◆ Task brief
Until you reach the line containing "use tracing::warn;", reproduce each line of the listing exactly, please, and include that line as well.

◆ Data for this exercise
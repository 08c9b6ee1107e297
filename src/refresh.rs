//! Background selection refresh
//!
//! Periodically forces a refresh of the selector and reports each result over
//! a tokio channel, so a long-running consumer can redraw or re-export.

use std::sync::Arc;
use std::time::Duration;
use tokio::sync::mpsc;
use tracing::warn;

use crate::selector::{Selection, StoreSelector};

/// Messages sent from the background refresh to its consumer
#[derive(Debug, Clone)]
pub enum RefreshMessage {
    /// Refresh started
    RefreshStarted,
    /// A new selection is available
    Refreshed(Selection),
    /// The refresh failed and no cached list could stand in
    RefreshError(String),
}

/// Configuration for the background refresh
#[derive(Debug, Clone)]
pub struct RefreshConfig {
    /// Time between forced refreshes
    pub interval: Duration,
    /// How many stores to select on each refresh
    pub count: usize,
    /// Whether auto-refresh is enabled
    pub enabled: bool,
}

impl Default for RefreshConfig {
    fn default() -> Self {
        Self {
            interval: Duration::from_secs(300), // 5 minutes
            count: 4,
            enabled: true,
        }
    }
}

/// Handle for controlling the background refresh
pub struct RefreshHandle {
    /// Channel for receiving refresh messages
    pub receiver: mpsc::Receiver<RefreshMessage>,
    /// Signals shutdown to the refresh task
    shutdown_tx: mpsc::Sender<()>,
}

impl RefreshHandle {
    /// Creates a new RefreshHandle and spawns the refresh task
    ///
    /// The first refresh happens one `interval` after spawning. A disabled
    /// config spawns nothing and the receiver stays empty.
    pub fn spawn(selector: Arc<StoreSelector>, config: RefreshConfig) -> Self {
        let (msg_tx, msg_rx) = mpsc::channel(32);
        let (shutdown_tx, mut shutdown_rx) = mpsc::channel::<()>(1);

        if config.enabled {
            tokio::spawn(async move {
                let mut interval = tokio::time::interval(config.interval);
                // Skip the first tick (immediate)
                interval.tick().await;

                loop {
                    tokio::select! {
                        _ = interval.tick() => {
                            if msg_tx.send(RefreshMessage::RefreshStarted).await.is_err() {
                                break;
                            }
                            let message = match selector.get_latest_n(config.count, true).await {
                                Ok(selection) => RefreshMessage::Refreshed(selection),
                                Err(err) => {
                                    warn!(error = %err, "background refresh failed");
                                    RefreshMessage::RefreshError(err.to_string())
                                }
                            };
                            if msg_tx.send(message).await.is_err() {
                                break;
                            }
                        }
                        _ = shutdown_rx.recv() => {
                            break;
                        }
                    }
                }
            });
        }

        Self {
            receiver: msg_rx,
            shutdown_tx,
        }
    }

    /// Waits for the next message, `None` once the task has stopped
    pub async fn recv(&mut self) -> Option<RefreshMessage> {
        self.receiver.recv().await
    }

    /// Returns a pending message without waiting, if there is one
    pub fn try_recv(&mut self) -> Option<RefreshMessage> {
        self.receiver.try_recv().ok()
    }

    /// Shuts down the refresh task
    pub async fn shutdown(self) {
        let _ = self.shutdown_tx.send(()).await;
    }
}
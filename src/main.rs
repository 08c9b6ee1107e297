//! storepick - pick the newest vector store for each name
//!
//! A command-line tool that lists vector stores from an OpenAI-compatible
//! API, keeps the newest store per name, and prints, resolves or exports
//! the latest few.

use std::path::Path;
use std::sync::Arc;

use clap::Parser;
use tracing_subscriber::{fmt, EnvFilter};

use storepick::cli::{refresh_config, Cli, Command, RuntimeConfig};
use storepick::data::{format_timestamp, OpenAiLister, StoreLister};
use storepick::mapping::build_mapping;
use storepick::refresh::{RefreshHandle, RefreshMessage};
use storepick::snapshot::{default_snapshot_path, load_snapshot, ImportedSnapshot, SnapshotWriter};
use storepick::{Selection, StoreSelector};

/// Installs the stderr log subscriber, honouring `RUST_LOG`
fn init_tracing() {
    let filter = EnvFilter::try_from_default_env().unwrap_or_else(|_| EnvFilter::new("storepick=info"));
    let _ = fmt()
        .with_env_filter(filter)
        .with_writer(std::io::stderr)
        .try_init();
}

/// Builds a selector backed by the HTTP lister
fn build_selector(config: &RuntimeConfig) -> Result<StoreSelector, Box<dyn std::error::Error>> {
    let api_key = config.require_api_key()?;
    let lister = OpenAiLister::with_base_url(&config.base_url, api_key).with_retry(config.retry);
    Ok(StoreSelector::new(
        Arc::new(lister) as Arc<dyn StoreLister>,
        config.selector,
    ))
}

/// Describes how old the data behind a selection is
fn freshness_line(selection: &Selection) -> String {
    let age = selection
        .age()
        .map(|age| format!("fetched {}s ago", age.num_seconds().max(0)))
        .unwrap_or_else(|| "nothing fetched".to_string());
    let mut line = format!(
        "{} of {} stores, {}",
        selection.records.len(),
        selection.total_available,
        age
    );
    if selection.is_stale {
        line.push_str(" (stale)");
    }
    if let Some(err) = &selection.refresh_error {
        line.push_str(&format!(", last refresh failed: {}", err));
    }
    line
}

/// Prints a selection as a table with totals
fn print_table(selection: &Selection) {
    if selection.records.is_empty() {
        println!("No vector stores found");
        println!("{}", freshness_line(selection));
        return;
    }

    println!(
        "{:>4}  {:<32}  {:<32}  {:<19}  {:>8}  {:>10}",
        "RANK", "NAME", "ID", "CREATED", "FILES", "USAGE(MB)"
    );
    for (i, record) in selection.records.iter().enumerate() {
        println!(
            "{:>4}  {:<32}  {:<32}  {:<19}  {:>8}  {:>10.2}",
            i + 1,
            record.name,
            record.id,
            record.created_at_formatted(),
            record.file_count,
            record.usage_mb()
        );
    }

    let total_files: u64 = selection.records.iter().map(|r| r.file_count).sum();
    let total_bytes: u64 = selection.records.iter().map(|r| r.usage_bytes).sum();
    let newest = selection.records.iter().map(|r| r.created_at).max().unwrap_or(0);
    println!();
    println!(
        "files: {}  usage: {:.2} MB  newest: {}",
        total_files,
        total_bytes as f64 / (1024.0 * 1024.0),
        format_timestamp(newest)
    );
    println!("{}", freshness_line(selection));
}

/// Prints an imported snapshot
fn print_snapshot(snapshot: &ImportedSnapshot) {
    let meta = &snapshot.metadata;
    println!("snapshot: {}", snapshot.path.display());
    println!(
        "written {} by {} (format {}), {} of {} stores",
        meta.updated_at.to_rfc3339(),
        meta.source,
        meta.version,
        meta.selected_count,
        meta.total_available
    );
    for (i, record) in snapshot.records.iter().enumerate() {
        println!(
            "{:>4}. {} ({}) {}",
            i + 1,
            record.name,
            record.id,
            record.created_at_formatted()
        );
    }
}

fn export(selection: &Selection, path: &Path) -> Result<(), Box<dyn std::error::Error>> {
    SnapshotWriter::default().export(&selection.records, selection.total_available, path)?;
    println!("Saved {} stores to {}", selection.records.len(), path.display());
    Ok(())
}

#[tokio::main]
async fn main() -> Result<(), Box<dyn std::error::Error>> {
    init_tracing();

    let cli = Cli::parse();
    let config = RuntimeConfig::from_args(&cli.connection)?;

    match cli.command {
        Command::Inspect { path } => {
            let snapshot = load_snapshot(&path)?;
            print_snapshot(&snapshot);
        }
        Command::List {
            count,
            refresh,
            json,
        } => {
            let selector = build_selector(&config)?;
            let selection = selector.get_latest_n(count, refresh).await?;
            if json {
                println!("{}", serde_json::to_string_pretty(&selection)?);
            } else {
                print_table(&selection);
            }
        }
        Command::Select { count, pick } => {
            let selector = build_selector(&config)?;
            let selection = selector.get_latest_n(count, false).await?;
            let mapping = build_mapping(&selection.records)?;
            match mapping.resolve(&pick) {
                Some((name, id)) => println!("{}\t{}", name, id),
                None => {
                    for label in &mapping.labels {
                        eprintln!("  {}", label);
                    }
                    return Err(format!("no store matches '{}'", pick).into());
                }
            }
        }
        Command::Export { count, output } => {
            let selector = build_selector(&config)?;
            let selection = selector.get_latest_n(count, false).await?;
            let path = output.unwrap_or_else(default_snapshot_path);
            export(&selection, &path)?;
        }
        Command::Watch { count, interval } => {
            let refresh = refresh_config(count, interval)?;
            let selector = Arc::new(build_selector(&config)?);

            let selection = selector.get_latest_n(count, false).await?;
            print_table(&selection);

            let mut handle = RefreshHandle::spawn(Arc::clone(&selector), refresh);
            loop {
                tokio::select! {
                    message = handle.recv() => match message {
                        Some(RefreshMessage::RefreshStarted) => {}
                        Some(RefreshMessage::Refreshed(selection)) => {
                            println!();
                            print_table(&selection);
                        }
                        Some(RefreshMessage::RefreshError(err)) => eprintln!("refresh failed: {}", err),
                        None => break,
                    },
                    _ = tokio::signal::ctrl_c() => break,
                }
            }
            handle.shutdown().await;
        }
    }

    Ok(())
}
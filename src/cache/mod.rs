//! Cache module for the resolved vector store list
//!
//! This module provides an in-memory cache that holds the deduplicated,
//! recency-sorted store list together with its fetch time. It serves fresh
//! entries without touching the remote API, refreshes at most once at a time
//! regardless of how many callers ask, and keeps the previous entry when a
//! refresh fails so callers can degrade to stale data.

mod manager;

pub use manager::{CachedStores, StoreCache, DEFAULT_FETCH_TIMEOUT, DEFAULT_TTL};
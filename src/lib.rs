//! storepick library
//!
//! Lists remote vector stores, keeps the newest store for each name, caches
//! the resolved list with a TTL and single-flight refresh, and exports the
//! selection as a snapshot file.

pub mod cache;
pub mod cli;
pub mod data;
pub mod mapping;
pub mod refresh;
pub mod selector;
pub mod snapshot;

#[cfg(test)]
mod test_support;

pub use cache::{CachedStores, StoreCache};
pub use data::{dedupe_latest, ListError, Listing, MalformedEntry, OpenAiLister, StoreLister, StoreRecord};
pub use mapping::{build_mapping, MappingError, SelectionMapping};
pub use selector::{Selection, SelectorConfig, StoreSelector};
pub use snapshot::{load_snapshot, ImportedSnapshot, PersistenceError, SnapshotWriter};
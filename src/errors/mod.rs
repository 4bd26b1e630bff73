//! Error types for the parser.
//!
//! Every failure the front end can report is a syntax error: the input did
//! not match the grammar at the current token. This module defines:
//!
//! - The positioned `Error` wrapper handed back by every parse routine
//! - The `ErrorImpl` variants naming each grammar rule that can fail

pub mod errors;

#[cfg(test)]
mod tests;
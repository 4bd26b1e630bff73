use std::{collections::HashMap, io::Read};

use super::parser::Parser;

/// Returned for any token that does not continue a binary expression.
pub const NOT_A_BINOP: i32 = -1;

pub type PrecedenceLookup = HashMap<char, i32>;

/// Installs the standard binary operators. Higher binds tighter.
pub fn create_precedence_lookups<R: Read>(parser: &mut Parser<R>) {
    // Relational
    parser.binop('<', 10);

    // Additive and multiplicative
    parser.binop('+', 20);
    parser.binop('-', 20);
    parser.binop('*', 40);
}
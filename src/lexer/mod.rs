//! Lexical analysis module.
//!
//! This module contains the lexer (tokenizer) that turns a byte source
//! into a stream of tokens for parsing. It handles:
//!
//! - Pull-based tokenization with one character of lookahead
//! - Recognition of keywords, identifiers, numbers and single-character symbols
//! - Token position tracking for error reporting
//! - `#` line comments and whitespace

pub mod lexer;
pub mod tokens;

#[cfg(test)]
mod tests;
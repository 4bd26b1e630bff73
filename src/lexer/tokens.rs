use lazy_static::lazy_static;
use std::{collections::HashMap, fmt::Display};

use crate::Span;

lazy_static! {
    pub static ref RESERVED_LOOKUP: HashMap<&'static str, TokenKind> = {
        let mut map = HashMap::new();
        map.insert("def", TokenKind::Def);
        map.insert("extern", TokenKind::Extern);
        map
    };
}

#[derive(Debug, PartialEq, Clone)]
pub enum TokenKind {
    EOF,

    // Reserved
    Def,
    Extern,

    Identifier(String),
    Number(f64),
    /// A run of digits and dots that is not a valid literal, e.g. `1.2.3`.
    InvalidNumber(String),

    /// Any other single character: operators, parentheses, commas, semicolons.
    Symbol(char),
}

impl TokenKind {
    pub fn is_symbol(&self, c: char) -> bool {
        matches!(self, TokenKind::Symbol(symbol) if *symbol == c)
    }
}

impl Display for TokenKind {
    fn fmt(&self, f: &mut std::fmt::Formatter<'_>) -> std::fmt::Result {
        match self {
            TokenKind::EOF => write!(f, "EOF"),
            TokenKind::Def => write!(f, "def"),
            TokenKind::Extern => write!(f, "extern"),
            TokenKind::Identifier(name) => write!(f, "{}", name),
            TokenKind::Number(value) => write!(f, "{}", value),
            TokenKind::InvalidNumber(text) => write!(f, "{}", text),
            TokenKind::Symbol(c) => write!(f, "{}", c),
        }
    }
}

#[derive(Debug, Clone)]
pub struct Token {
    pub kind: TokenKind,
    pub span: Span,
}

impl Display for Token {
    fn fmt(&self, f: &mut std::fmt::Formatter<'_>) -> std::fmt::Result {
        write!(f, "{}", self.kind)
    }
}

impl Token {
    pub fn debug(&self) {
        log::debug!("token {:?} at {}", self.kind, self.span.start.0);
    }
}
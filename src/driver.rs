//! The top-level read loop.
//!
//! The driver classifies each top-level form by its leading token, hands it
//! to the matching parse routine and reports the outcome on a diagnostic
//! sink. It is the only place a syntax error turns into forward progress:
//! the message is written out and exactly one token is discarded.

use std::io::{self, Read, Write};

use log::{debug, info};

use crate::{
    ast::functions::TopLevel,
    errors::errors::Error,
    lexer::{lexer::Lexer, tokens::TokenKind},
    parser::{
        parser::Parser,
        toplevel::{parse_definition, parse_extern, parse_top_level_expr},
    },
};

pub const DEFAULT_PROMPT: &str = "ready> ";

#[derive(Debug, Clone, Copy, PartialEq, Eq)]
pub enum DriverState {
    ReadyForTopLevelForm,
    Done,
}

pub struct Driver<R: Read, W: Write> {
    parser: Parser<R>,
    diagnostics: W,
    prompt: String,
    print_ast: bool,
}

impl<R: Read, W: Write> Driver<R, W> {
    pub fn new(parser: Parser<R>, diagnostics: W) -> Self {
        Driver {
            parser,
            diagnostics,
            prompt: String::from(DEFAULT_PROMPT),
            print_ast: false,
        }
    }

    pub fn with_prompt(mut self, prompt: impl Into<String>) -> Self {
        self.prompt = prompt.into();
        self
    }

    pub fn with_print_ast(mut self, print_ast: bool) -> Self {
        self.print_ast = print_ast;
        self
    }

    pub fn parser_mut(&mut self) -> &mut Parser<R> {
        &mut self.parser
    }

    pub fn into_diagnostics(self) -> W {
        self.diagnostics
    }

    /// Runs until the input is exhausted and returns every form that parsed.
    ///
    /// Only a failure to write diagnostics ends the loop early.
    pub fn main_loop(&mut self) -> io::Result<Vec<TopLevel>> {
        info!("starting top-level loop");
        let mut items = vec![];

        self.write_prompt()?;
        self.parser.advance();

        let mut state = DriverState::ReadyForTopLevelForm;
        while state == DriverState::ReadyForTopLevelForm {
            self.write_prompt()?;
            state = self.step(&mut items)?;
        }

        info!("input exhausted after {} top-level forms", items.len());
        Ok(items)
    }

    fn step(&mut self, items: &mut Vec<TopLevel>) -> io::Result<DriverState> {
        let item = match self.parser.current_token_kind().clone() {
            TokenKind::EOF => return Ok(DriverState::Done),
            TokenKind::Symbol(';') => {
                self.parser.advance();
                None
            }
            TokenKind::Def => {
                self.handle(parse_definition, TopLevel::Definition, "parsed a function definition")?
            }
            TokenKind::Extern => self.handle(parse_extern, TopLevel::Extern, "parsed an extern")?,
            _ => self.handle(
                parse_top_level_expr,
                TopLevel::Expression,
                "parsed a top-level expr",
            )?,
        };

        items.extend(item);
        Ok(DriverState::ReadyForTopLevelForm)
    }

    fn handle<T>(
        &mut self,
        parse: fn(&mut Parser<R>) -> Result<T, Error>,
        wrap: fn(T) -> TopLevel,
        message: &str,
    ) -> io::Result<Option<TopLevel>> {
        match parse(&mut self.parser) {
            Ok(node) => {
                let item = wrap(node);
                writeln!(self.diagnostics, "{}", message)?;
                if self.print_ast {
                    writeln!(self.diagnostics, "{}", item)?;
                }
                Ok(Some(item))
            }
            Err(error) => {
                debug!(
                    "{} at {}:{}",
                    error.get_error_name(),
                    error.get_position().1,
                    error.get_position().0
                );
                writeln!(self.diagnostics, "LogError: {}", error)?;
                // Skip the offending token so the next form can be attempted.
                self.parser.advance();
                Ok(None)
            }
        }
    }

    fn write_prompt(&mut self) -> io::Result<()> {
        write!(self.diagnostics, "{}", self.prompt)?;
        self.diagnostics.flush()
    }
}

/// Writes every token up to end of input as `Token: <token>`, one per line.
pub fn dump_tokens<R: Read, W: Write>(lexer: &mut Lexer<R>, out: &mut W) -> io::Result<()> {
    loop {
        let token = lexer.next_token();
        if token.kind == TokenKind::EOF {
            return Ok(());
        }
        writeln!(out, "Token: {}", token)?;
    }
}
//! # Project Repository
//!
//! Projects and their document-numbering settings.
//!
//! Only the numbering-relevant subset of project management lives here:
//! the sequence allocator and the orchestrator both need the prefix,
//! format template and padding before they can render a number.

use chrono::{DateTime, Utc};
use serde::{Deserialize, Serialize};
use sqlx::{Executor, Sqlite, SqlitePool};
use tracing::debug;

use challan_core::number::NumberFormat;
use challan_core::DEFAULT_NUMBER_FORMAT;

use crate::error::{DbError, DbResult};

/// A project row.
#[derive(Debug, Clone, Serialize, Deserialize, sqlx::FromRow)]
pub struct Project {
    pub id: i64,
    pub name: String,
    pub description: String,
    /// Document-number prefix, e.g. `SCP` or `PWD/AP`. Empty until the
    /// operator configures it; numbering refuses to run without one.
    pub dc_prefix: String,
    pub dc_number_format: String,
    pub seq_padding: i64,
    pub created_by: i64,
    pub created_at: DateTime<Utc>,
    pub updated_at: DateTime<Utc>,
}

/// Input for creating a project.
#[derive(Debug, Clone)]
pub struct NewProject {
    pub name: String,
    pub description: String,
    pub dc_prefix: String,
    pub created_by: i64,
}

/// The numbering settings the codec needs, resolved from a project row.
#[derive(Debug, Clone)]
pub struct NumberingSettings {
    pub prefix: String,
    pub format: NumberFormat,
}

/// Fetches numbering settings on any executor (pool or open transaction).
///
/// Errors: `NotFound` when the project does not exist, `PrefixNotSet`
/// when it has no prefix configured.
pub(crate) async fn fetch_numbering_settings<'e, E>(
    executor: E,
    project_id: i64,
) -> DbResult<NumberingSettings>
where
    E: Executor<'e, Database = Sqlite>,
{
    let row: Option<(String, String, i64)> = sqlx::query_as(
        "SELECT dc_prefix, dc_number_format, seq_padding FROM projects WHERE id = ?1",
    )
    .bind(project_id)
    .fetch_optional(executor)
    .await?;

    let (prefix, format, padding) = row.ok_or_else(|| DbError::not_found("Project", project_id))?;

    if prefix.is_empty() {
        return Err(DbError::PrefixNotSet(project_id));
    }

    Ok(NumberingSettings {
        prefix,
        format: NumberFormat {
            format,
            padding: padding.max(1) as usize,
        },
    })
}

/// Repository for project database operations.
#[derive(Debug, Clone)]
pub struct ProjectRepository {
    pool: SqlitePool,
}

impl ProjectRepository {
    /// Creates a new ProjectRepository.
    pub fn new(pool: SqlitePool) -> Self {
        ProjectRepository { pool }
    }

    /// Creates a project with default numbering settings.
    pub async fn create(&self, new: NewProject) -> DbResult<Project> {
        debug!(name = %new.name, "Creating project");

        let now = Utc::now();

        let result = sqlx::query(
            r#"
            INSERT INTO projects (name, description, dc_prefix, dc_number_format, seq_padding, created_by, created_at, updated_at)
            VALUES (?1, ?2, ?3, ?4, ?5, ?6, ?7, ?7)
            "#,
        )
        .bind(&new.name)
        .bind(&new.description)
        .bind(&new.dc_prefix)
        .bind(DEFAULT_NUMBER_FORMAT)
        .bind(challan_core::DEFAULT_SEQ_PADDING as i64)
        .bind(new.created_by)
        .bind(now)
        .execute(&self.pool)
        .await?;

        self.get_by_id(result.last_insert_rowid()).await
    }

    /// Gets a project by id.
    pub async fn get_by_id(&self, id: i64) -> DbResult<Project> {
        let project: Option<Project> = sqlx::query_as(
            r#"
            SELECT id, name, description, dc_prefix, dc_number_format, seq_padding,
                   created_by, created_at, updated_at
            FROM projects
            WHERE id = ?1
            "#,
        )
        .bind(id)
        .fetch_optional(&self.pool)
        .await?;

        project.ok_or_else(|| DbError::not_found("Project", id))
    }

    /// Returns a project's numbering settings.
    pub async fn numbering_settings(&self, project_id: i64) -> DbResult<NumberingSettings> {
        fetch_numbering_settings(&self.pool, project_id).await
    }

    /// Updates a project's numbering settings.
    ///
    /// Changing the prefix or template affects future numbers only;
    /// issued documents keep the number they were born with.
    pub async fn update_numbering(
        &self,
        project_id: i64,
        prefix: &str,
        format: &str,
        padding: i64,
    ) -> DbResult<()> {
        debug!(project_id, prefix, "Updating numbering settings");

        let now = Utc::now();

        let result = sqlx::query(
            r#"
            UPDATE projects
            SET dc_prefix = ?2, dc_number_format = ?3, seq_padding = ?4, updated_at = ?5
            WHERE id = ?1
            "#,
        )
        .bind(project_id)
        .bind(prefix)
        .bind(format)
        .bind(padding.max(1))
        .bind(now)
        .execute(&self.pool)
        .await?;

        if result.rows_affected() == 0 {
            return Err(DbError::not_found("Project", project_id));
        }

        Ok(())
    }
}

// =============================================================================
// Unit Tests
// =============================================================================

#[cfg(test)]
mod tests {
    use super::*;
    use crate::test_support::test_db;

    #[tokio::test]
    async fn test_create_and_get() {
        let db = test_db().await;
        let repo = db.projects();

        let project = repo
            .create(NewProject {
                name: "School Computers Phase 1".to_string(),
                description: String::new(),
                dc_prefix: "SCP".to_string(),
                created_by: 1,
            })
            .await
            .unwrap();

        assert_eq!(project.dc_prefix, "SCP");
        assert_eq!(project.seq_padding, 3);

        let fetched = repo.get_by_id(project.id).await.unwrap();
        assert_eq!(fetched.name, "School Computers Phase 1");
    }

    #[tokio::test]
    async fn test_get_missing_project() {
        let db = test_db().await;
        let err = db.projects().get_by_id(999).await.unwrap_err();
        assert!(matches!(err, DbError::NotFound { .. }));
    }

    #[tokio::test]
    async fn test_numbering_settings_require_prefix() {
        let db = test_db().await;
        let repo = db.projects();

        let project = repo
            .create(NewProject {
                name: "No prefix yet".to_string(),
                description: String::new(),
                dc_prefix: String::new(),
                created_by: 1,
            })
            .await
            .unwrap();

        let err = repo.numbering_settings(project.id).await.unwrap_err();
        assert!(matches!(err, DbError::PrefixNotSet(_)));
    }

    #[tokio::test]
    async fn test_update_numbering() {
        let db = test_db().await;
        let repo = db.projects();

        let project = repo
            .create(NewProject {
                name: "P".to_string(),
                description: String::new(),
                dc_prefix: "SCP".to_string(),
                created_by: 1,
            })
            .await
            .unwrap();

        repo.update_numbering(project.id, "PWD/AP", "{PREFIX}/{FY}/{SEQ}", 4)
            .await
            .unwrap();

        let settings = repo.numbering_settings(project.id).await.unwrap();
        assert_eq!(settings.prefix, "PWD/AP");
        assert_eq!(settings.format.format, "{PREFIX}/{FY}/{SEQ}");
        assert_eq!(settings.format.padding, 4);

        let err = repo
            .update_numbering(999, "X", "{PREFIX}-{TYPE}-{FY}-{SEQ}", 3)
            .await
            .unwrap_err();
        assert!(matches!(err, DbError::NotFound { .. }));
    }
}
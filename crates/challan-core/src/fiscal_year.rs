//! # Fiscal Year Calculator
//!
//! Maps calendar dates onto the April 1 – March 31 fiscal year and back.
//!
//! Labels are compact 4-digit strings: two-digit start year followed by
//! two-digit end year. April 2025 – March 2026 is `"2526"`. Document-number
//! sequences are keyed by these labels, so crossing April 1 starts a fresh
//! counter.

use chrono::{Datelike, NaiveDate, Utc};

use crate::error::ParseError;

/// Returns the fiscal-year label for a given date.
///
/// January–March belong to the fiscal year that started the previous
/// April; April–December belong to the fiscal year starting that year.
///
/// ## Example
/// ```rust
/// use chrono::NaiveDate;
/// use challan_core::fiscal_year::fiscal_year;
///
/// let d = NaiveDate::from_ymd_opt(2025, 6, 15).unwrap();
/// assert_eq!(fiscal_year(d), "2526");
///
/// let d = NaiveDate::from_ymd_opt(2026, 2, 1).unwrap();
/// assert_eq!(fiscal_year(d), "2526");
/// ```
pub fn fiscal_year(date: NaiveDate) -> String {
    let year = date.year();
    let start_year = if date.month() >= 4 { year } else { year - 1 };
    let end_year = start_year + 1;

    format!("{:02}{:02}", start_year % 100, end_year % 100)
}

/// Returns the fiscal-year label for today.
pub fn current_fiscal_year() -> String {
    fiscal_year(Utc::now().date_naive())
}

/// Returns April 1 of the given fiscal-year start year.
pub fn fiscal_year_start(start_year: i32) -> NaiveDate {
    NaiveDate::from_ymd_opt(start_year, 4, 1).expect("April 1 is a valid date")
}

/// Returns March 31 of the year following the given start year.
pub fn fiscal_year_end(start_year: i32) -> NaiveDate {
    NaiveDate::from_ymd_opt(start_year + 1, 3, 31).expect("March 31 is a valid date")
}

/// Parses a compact label like `"2526"` into (start_year, end_year).
///
/// Years are 2000-based. Rejects labels of the wrong length, non-digit
/// labels, and labels whose end year is not start year + 1.
pub fn parse_fiscal_year(label: &str) -> Result<(i32, i32), ParseError> {
    if label.len() != 4 || !label.bytes().all(|b| b.is_ascii_digit()) {
        return Err(ParseError::InvalidFiscalYear {
            value: label.to_string(),
        });
    }

    let sy: i32 = label[..2].parse().expect("checked digits");
    let ey: i32 = label[2..].parse().expect("checked digits");

    let start_year = 2000 + sy;
    let end_year = 2000 + ey;

    if end_year != start_year + 1 {
        return Err(ParseError::NonConsecutiveFiscalYear {
            value: label.to_string(),
        });
    }

    Ok((start_year, end_year))
}

/// Returns the (start, end) dates covered by a fiscal-year label.
///
/// Used by report date filters: `"2526"` → (2025-04-01, 2026-03-31).
pub fn fiscal_year_bounds(label: &str) -> Result<(NaiveDate, NaiveDate), ParseError> {
    let (start_year, _) = parse_fiscal_year(label)?;
    Ok((fiscal_year_start(start_year), fiscal_year_end(start_year)))
}

// =============================================================================
// Unit Tests
// =============================================================================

◆ Task solution
repository 08c9b6ee1107e297
filename src/refresh.rs
//! Background selection refresh
//!
//! Periodically forces a refresh of the selector and reports each result over
//! a tokio channel, so a long-running consumer can redraw or re-export.

use std::sync::Arc;
use std::time::Duration;
use tokio::sync::mpsc;
use tracing::warn;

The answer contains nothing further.